I crashed awake gasping for breath. Like a film in super slow motion, then fast-forwarded, defying logic, but making acceptable sense to where I’d just been in my dream. One moment I was buried under with the oppressive weight of darkness and despair closing in on me, and then in a split-second, shoved to the surface to face the blinding light of freedom.

I fucking hated it.

The dreams fucked with my head.

I was fucked up because of them.

I was also sleeping in the same bed as my pregnant wife. This is the part I dreaded more than anything. The moment when I had to lie there suspended, too panicked to look over at her and see if she was peacefully asleep…or unpeacefully awake. Had she caught me this time? Or had I slipped through the net again?
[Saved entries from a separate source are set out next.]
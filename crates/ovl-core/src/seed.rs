#![forbid(unsafe_code)]

//! Seed providers.
//!
//! A host view picks one seed per display session. Routing that choice
//! through [`SeedProvider`] keeps the layout engine itself pure: tests and
//! replays use [`FixedSeed`], interactive hosts use [`ClockSeed`].

use std::time::{SystemTime, UNIX_EPOCH};

/// Exclusive upper bound for seeds produced by [`ClockSeed`].
pub const MAX_SESSION_SEED: u64 = 1_000_000_000;

/// Source of per-session seeds.
pub trait SeedProvider {
    /// Produce the seed for a new session.
    fn seed(&mut self) -> u64;
}

/// Always yields the same seed.
#[derive(Debug, Clone, Copy, PartialEq, Eq)]
pub struct FixedSeed(pub u64);

impl SeedProvider for FixedSeed {
    fn seed(&mut self) -> u64 {
        self.0
    }
}

/// Derives seeds from the wall clock, bounded by [`MAX_SESSION_SEED`].
///
/// Consecutive calls within the same nanosecond are separated by an
/// internal counter so reseeding always moves.
#[derive(Debug, Default)]
pub struct ClockSeed {
    calls: u64,
}

impl ClockSeed {
    #[must_use]
    pub fn new() -> Self {
        Self::default()
    }
}

impl SeedProvider for ClockSeed {
    fn seed(&mut self) -> u64 {
        // A clock before the epoch just contributes zero.
        let now = SystemTime::now()
            .duration_since(UNIX_EPOCH)
            .unwrap_or_default();
        self.calls = self.calls.wrapping_add(1);
        let mut mixed = now.as_secs() ^ (u64::from(now.subsec_nanos()) << 20) ^ self.calls;
        // splitmix64 finalizer
        mixed = mixed.wrapping_add(0x9E37_79B9_7F4A_7C15);
        mixed = (mixed ^ (mixed >> 30)).wrapping_mul(0xBF58_476D_1CE4_E5B9);
        mixed = (mixed ^ (mixed >> 27)).wrapping_mul(0x94D0_49BB_1331_11EB);
        mixed ^= mixed >> 31;
        mixed % MAX_SESSION_SEED
    }
}

impl<P: SeedProvider + ?Sized> SeedProvider for &mut P {
    fn seed(&mut self) -> u64 {
        (**self).seed()
    }
}

impl<P: SeedProvider + ?Sized> SeedProvider for Box<P> {
    fn seed(&mut self) -> u64 {
        (**self).seed()
    }
}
I dared to look. Turning my eyes toward her without moving my head very much, afraid to cause any movement—which was absurd because people moved around in their sleep all the time—in hopes that she didn’t see, didn’t hear…didn’t know.

Asleep on her side facing away from me.

Blessed Jesus, thank you!

My girl slept less soundly now that she was pregnant, and I dearly wished I couldn’t say the same. Trying to rationalize the reasons for my nightmares, attempting to figure out why they’d been triggered so suddenly after being buried for years, wasn’t impossible to work out.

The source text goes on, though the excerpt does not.